[Dataset entries]
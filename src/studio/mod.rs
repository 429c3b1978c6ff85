//! GPU-free studio core: parameters, scene derivation and the per-frame loop

pub mod camera_animator;
pub mod drag;
pub mod environment;
pub mod floating_window;
pub mod params;
pub mod render_loop;
pub mod scene_graph;
pub mod screen;
pub mod shadows;

pub use params::{ParameterStore, SceneParameters};
pub use render_loop::{SceneDiff, SceneSink};
pub use screen::StudioScreen;
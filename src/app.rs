//! winit application shell
//!
//! Wires window events to the studio: pointer events go to the floating
//! window's drag handle first, then to ImGui, and whatever neither consumed
//! orbits the camera. Every redraw ticks the [`StudioScreen`] against the
//! [`RenderEngine`] and renders the frame with the control panels on top.

use std::{sync::Arc, time::Instant};

use anyhow::Context;
use cgmath::Vector2;
use winit::{
    application::ApplicationHandler,
    dpi::{LogicalSize, PhysicalSize},
    event::{DeviceEvent, DeviceId, ElementState, KeyEvent, MouseButton, WindowEvent},
    event_loop::{ActiveEventLoop, ControlFlow, EventLoop},
    keyboard::{KeyCode, PhysicalKey},
    window::{Window, WindowAttributes, WindowId},
};

use crate::{
    config::StudioConfig,
    gfx::{camera::camera_controller::CameraController, RenderEngine},
    studio::StudioScreen,
    ui::{project_labels, studio_panels, UiManager},
};

const WINDOW_TITLE: &str = "Viewfinder Studio";
const ROTATE_SPEED: f32 = 0.005;
const ZOOM_SPEED: f32 = 0.5;

pub struct ViewfinderApp {
    config: StudioConfig,
    screen: StudioScreen,
    controller: CameraController,
    cursor: Vector2<f32>,

    window: Option<Arc<Window>>,
    render_engine: Option<RenderEngine>,
    ui_manager: Option<UiManager>,
    startup_error: Option<anyhow::Error>,
}

impl ViewfinderApp {
    pub fn new(config: StudioConfig) -> Self {
        let screen = StudioScreen::new(&config);
        Self {
            config,
            screen,
            controller: CameraController::new(ROTATE_SPEED, ZOOM_SPEED),
            cursor: Vector2::new(0.0, 0.0),
            window: None,
            render_engine: None,
            ui_manager: None,
            startup_error: None,
        }
    }

    /// Runs the event loop until the window closes
    ///
    /// Fails if the window or the GPU could not be set up.
    pub fn run(config: StudioConfig) -> anyhow::Result<()> {
        let event_loop = EventLoop::new().context("Failed to create event loop")?;
        event_loop.set_control_flow(ControlFlow::Poll);

        let mut app = Self::new(config);
        event_loop
            .run_app(&mut app)
            .context("Event loop terminated with an error")?;

        match app.startup_error.take() {
            Some(err) => Err(err),
            None => Ok(()),
        }
    }

    fn init_graphics(&mut self, event_loop: &ActiveEventLoop) -> anyhow::Result<()> {
        let attributes = WindowAttributes::default()
            .with_title(WINDOW_TITLE)
            .with_inner_size(LogicalSize::new(
                self.config.window.width,
                self.config.window.height,
            ));
        let window = Arc::new(
            event_loop
                .create_window(attributes)
                .context("Failed to create window")?,
        );

        let (width, height) = window.inner_size().into();
        let engine = pollster::block_on(RenderEngine::new(
            window.clone(),
            width,
            height,
            &self.config,
            self.screen.scene(),
            self.screen.camera_eye(),
        ))?;

        let ui_manager = UiManager::new(
            engine.device(),
            engine.queue(),
            engine.surface_format(),
            &window,
            self.config.ui_font_size,
        );

        // a fresh engine needs the full scene state, not a diff
        self.screen.invalidate();

        self.window = Some(window);
        self.render_engine = Some(engine);
        self.ui_manager = Some(ui_manager);
        Ok(())
    }

    /// Routes a pointer event to the floating window; returns true if it
    /// was consumed there
    fn route_pointer(&mut self, event: &WindowEvent) -> bool {
        match event {
            WindowEvent::CursorMoved { position, .. } => {
                self.cursor = Vector2::new(position.x as f32, position.y as f32);
                self.screen.pointer_move(self.cursor)
            }
            WindowEvent::MouseInput {
                state: ElementState::Pressed,
                button: MouseButton::Left,
                ..
            } => self.screen.pointer_down(self.cursor),
            WindowEvent::MouseInput {
                state: ElementState::Released,
                button: MouseButton::Left,
                ..
            } => {
                self.screen.pointer_up();
                self.controller.set_mouse_pressed(false);
                false
            }
            _ => false,
        }
    }

    fn handle_key(&mut self, event_loop: &ActiveEventLoop, event: &KeyEvent, ui_captured: bool) {
        let reset_requested = self.controller.process_keyed_events(event);
        if ui_captured {
            return;
        }
        if let PhysicalKey::Code(KeyCode::Escape) = event.physical_key {
            if event.state == ElementState::Pressed {
                event_loop.exit();
            }
        }
        if reset_requested {
            log::info!("Resetting camera");
            self.screen.reset_camera();
        }
    }

    fn redraw(&mut self, window: &Window) {
        let Some(engine) = self.render_engine.as_mut() else {
            return;
        };

        self.screen.tick(Instant::now(), engine);

        let labels = project_labels(self.screen.scene().labels(), |p| engine.project(p));
        let Some(ui_manager) = self.ui_manager.as_mut() else {
            engine.render_frame(|_, _, _, _| {});
            return;
        };

        let font_size = ui_manager.font_size();
        let screen = &mut self.screen;
        engine.render_frame(|device, queue, encoder, view| {
            ui_manager.draw(device, queue, encoder, window, view, |ui| {
                studio_panels(ui, screen, &labels, font_size);
            });
        });
    }
}

impl ApplicationHandler for ViewfinderApp {
    fn resumed(&mut self, event_loop: &ActiveEventLoop) {
        if self.window.is_some() {
            return;
        }

        if let Err(err) = self.init_graphics(event_loop) {
            log::error!("Failed to start the studio: {err:#}");
            self.startup_error = Some(err);
            event_loop.exit();
        }
    }

    fn window_event(
        &mut self,
        event_loop: &ActiveEventLoop,
        window_id: WindowId,
        event: WindowEvent,
    ) {
        let Some(window) = self.window.clone() else {
            return;
        };

        let consumed_by_drag = self.route_pointer(&event);
        let ui_captured = self
            .ui_manager
            .as_mut()
            .is_some_and(|ui| ui.handle_input(&window, window_id, &event));

        match event {
            WindowEvent::MouseInput {
                state: ElementState::Pressed,
                button: MouseButton::Left,
                ..
            } => {
                if !consumed_by_drag && !ui_captured {
                    self.controller.set_mouse_pressed(true);
                }
            }
            WindowEvent::KeyboardInput { event, .. } => {
                self.handle_key(event_loop, &event, ui_captured);
            }
            WindowEvent::Resized(PhysicalSize { width, height }) => {
                if let Some(engine) = self.render_engine.as_mut() {
                    engine.resize(width, height);
                }
            }
            WindowEvent::CloseRequested => {
                log::info!("Window closed");
                self.screen.close_assistant();
                event_loop.exit();
            }
            WindowEvent::RedrawRequested => self.redraw(&window),
            _ => (),
        }
    }

    fn device_event(&mut self, _event_loop: &ActiveEventLoop, _device_id: DeviceId, event: DeviceEvent) {
        let Some(engine) = self.render_engine.as_mut() else {
            return;
        };

        // UI and window drags take the pointer before the camera does
        if self.ui_manager.as_ref().is_some_and(UiManager::wants_input)
            || self.screen.is_capturing_pointer()
        {
            return;
        }

        if self.controller.process_events(&event, &mut engine.camera) {
            self.screen.orbit_camera(engine.camera.eye);
        }
    }

    fn about_to_wait(&mut self, _event_loop: &ActiveEventLoop) {
        if let Some(window) = self.window.as_ref() {
            window.request_redraw();
        }
    }
}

■ INSTRUCTIONS FOR THE TASK: Your answer must be the lines from the one containing "to start the" to the last line of the entries, repeated exactly and with nothing else.

■ ANSWER:
            log::error!("Failed to start the studio: {err:#}");
            self.startup_error = Some(err);
            event_loop.exit();
        }
    }

    fn window_event(
        &mut self,
        event_loop: &ActiveEventLoop,
        window_id: WindowId,
        event: WindowEvent,
    ) {
        let Some(window) = self.window.clone() else {
            return;
        };

        let consumed_by_drag = self.route_pointer(&event);
        let ui_captured = self
            .ui_manager
            .as_mut()
            .is_some_and(|ui| ui.handle_input(&window, window_id, &event));

        match event {
            WindowEvent::MouseInput {
                state: ElementState::Pressed,
                button: MouseButton::Left,
                ..
            } => {
                if !consumed_by_drag && !ui_captured {
                    self.controller.set_mouse_pressed(true);
                }
            }
            WindowEvent::KeyboardInput { event, .. } => {
                self.handle_key(event_loop, &event, ui_captured);
            }
            WindowEvent::Resized(PhysicalSize { width, height }) => {
                if let Some(engine) = self.render_engine.as_mut() {
                    engine.resize(width, height);
                }
            }
            WindowEvent::CloseRequested => {
                log::info!("Window closed");
                self.screen.close_assistant();
                event_loop.exit();
            }
            WindowEvent::RedrawRequested => self.redraw(&window),
            _ => (),
        }
    }

    fn device_event(&mut self, _event_loop: &ActiveEventLoop, _device_id: DeviceId, event: DeviceEvent) {
        let Some(engine) = self.render_engine.as_mut() else {
            return;
        };

        // UI and window drags take the pointer before the camera does
        if self.ui_manager.as_ref().is_some_and(UiManager::wants_input)
            || self.screen.is_capturing_pointer()
        {
            return;
        }

        if self.controller.process_events(&event, &mut engine.camera) {
            self.screen.orbit_camera(engine.camera.eye);
        }
    }

    fn about_to_wait(&mut self, _event_loop: &ActiveEventLoop) {
        if let Some(window) = self.window.as_ref() {
            window.request_redraw();
        }
    }
}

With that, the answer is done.